Feeling a bit pessimistic? :lol:

Lepton
2008-Sep-07, 08:24 PM
I am assigning odds as they must be BEFORE the fact. Of your, or my, existence. The odds of his or her existence is of course higher x population of EarthAs soon as you know the outcome, the odss are 1. To use your lottery example, yes the odds of winning are say 0.000000001% and you can say each participant has those odds of winning but as soon as you know the outcome, those odds are no longer applicable. Fact is the winner had odds of 100% while those of everybody else were 0.

Jens
2008-Sep-08, 09:55 AM
Since I'm actually reading it the odds are100%.

The odds of me being able to read it tomorrow is a bit less, since my computer may break down, my internet connection may break down and I may go blind or die.

Or alexic. :)

HenrikOlsen
2008-Sep-08, 10:48 AM
Or alexic. :)
After watching how other people post here, that won't be enough to stop me:)

Ivan Viehoff
2008-Sep-08, 11:01 AM
They don't.
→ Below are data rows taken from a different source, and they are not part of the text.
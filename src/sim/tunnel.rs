//! Tunnel hazard
//!
//! A fixed-width interval that enters off the right end of the strip and
//! sweeps left at constant speed. Position is kept in fractional cells and
//! floored for collision tests.

use serde::{Deserialize, Serialize};

/// Lifecycle of one tunnel sweep
#[derive(Debug, Clone, Copy, PartialEq, Eq, Default, Serialize, Deserialize)]
pub enum TunnelPhase {
    /// No tunnel planned (START / GAME_OVER screens)
    #[default]
    Unscheduled,
    /// Waiting for `start_frame`
    Scheduled,
    /// Sweeping across the strip
    Active,
    /// Fully past the left end, not re-armed
    Done,
}

/// Lifecycle changes reported by [`Tunnel::advance`]
#[derive(Debug, Clone, Copy, PartialEq, Eq)]
pub enum TunnelEvent {
    Arrived,
    Passed,
}

#[derive(Debug, Clone, PartialEq, Serialize, Deserialize)]
pub struct Tunnel {
    pub phase: TunnelPhase,
    /// Left edge, in fractional cells
    pub x: f32,
    /// Width in cells
    pub width: i32,
    pub start_frame: u64,
    pub warn_frame: u64,
    /// Completed sweeps this game
    pub passes: u32,
    /// Warning already raised for the current schedule
    #[serde(default)]
    pub warned: bool,
}

impl Tunnel {
    pub fn new(width: i32, display_size: usize) -> Self {
        Self {
            phase: TunnelPhase::Unscheduled,
            x: display_size as f32,
            width,
            start_frame: u64::MAX,
            warn_frame: u64::MAX,
            passes: 0,
            warned: false,
        }
    }

    /// Forget any schedule and park the tunnel off the right end
    pub fn reset(&mut self, display_size: usize) {
        self.phase = TunnelPhase::Unscheduled;
        self.x = display_size as f32;
        self.start_frame = u64::MAX;
        self.warn_frame = u64::MAX;
        self.passes = 0;
        self.warned = false;
    }

    /// Plan the next sweep to enter at `start_frame`
    pub fn schedule(&mut self, start_frame: u64, warn_frames: u64, display_size: usize) {
        self.phase = TunnelPhase::Scheduled;
        self.start_frame = start_frame;
        self.warn_frame = start_frame.saturating_sub(warn_frames);
        self.x = display_size as f32;
        self.warned = false;
    }

    #[inline]
    pub fn is_active(&self) -> bool {
        self.phase == TunnelPhase::Active
    }

    #[inline]
    pub fn is_done(&self) -> bool {
        self.phase == TunnelPhase::Done
    }

    /// True during `[start_frame - warn_frames, start_frame)`
    pub fn is_warning(&self, frame: u64) -> bool {
        self.phase == TunnelPhase::Scheduled && frame >= self.warn_frame && frame < self.start_frame
    }

    /// True once per schedule, on the first frame of its warning window
    pub fn warning_started(&mut self, frame: u64) -> bool {
        if self.warned || !self.is_warning(frame) {
            return false;
        }
        self.warned = true;
        true
    }

    /// Left edge used for collision
    #[inline]
    pub fn cell_x(&self) -> i64 {
        self.x.floor() as i64
    }

    /// One past the right edge
    #[inline]
    pub fn end_x(&self) -> i64 {
        self.cell_x().saturating_add(self.width as i64)
    }

    /// Covered cells `[start, end)`, while active
    pub fn interval(&self) -> Option<(i64, i64)> {
        self.is_active().then(|| (self.cell_x(), self.end_x()))
    }

    pub fn covers(&self, cell: usize) -> bool {
        match self.interval() {
            Some((start, end)) => {
                let cell = cell as i64;
                cell >= start && cell < end
            }
            None => false,
        }
    }

    /// Frames until a scheduled tunnel arrives
    pub fn frames_until_arrival(&self, frame: u64) -> Option<u64> {
        (self.phase == TunnelPhase::Scheduled).then(|| self.start_frame.saturating_sub(frame))
    }

    /// Move the tunnel one frame. `speed` is in cells per frame.
    pub fn advance(&mut self, frame: u64, speed: f32, display_size: usize) -> Option<TunnelEvent> {
        let mut event = None;
        match self.phase {
            TunnelPhase::Unscheduled | TunnelPhase::Done => return None,
            TunnelPhase::Scheduled => {
                if frame < self.start_frame {
                    return None;
                }
                self.phase = TunnelPhase::Active;
                self.x = display_size as f32;
                event = Some(TunnelEvent::Arrived);
            }
            TunnelPhase::Active => {}
        }

        self.x -= speed;

        if self.end_x() < 0 {
            self.phase = TunnelPhase::Done;
            self.passes += 1;
            event = Some(TunnelEvent::Passed);
        }
        event
    }
}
The Moon has a slightly larger apparent diameter than the Sun. If they were identical, some of the Sun's direct light would refract around the surface of the Moon and there would be a bright ring around the Moon.
That's called an annular eclipse and they are quite common.

The earth and the moon both follow approximately elliptical orbits, so the apparent diameters of the moon and sun are not constant. Rather they vary so that sometimes the apparent diameter of the moon is smaller, giving rise to annular eclipses, and sometimes larger, giving rise to total eclipses. There are even hybrid eclipses, which can be seen as annular in some locations and total in others.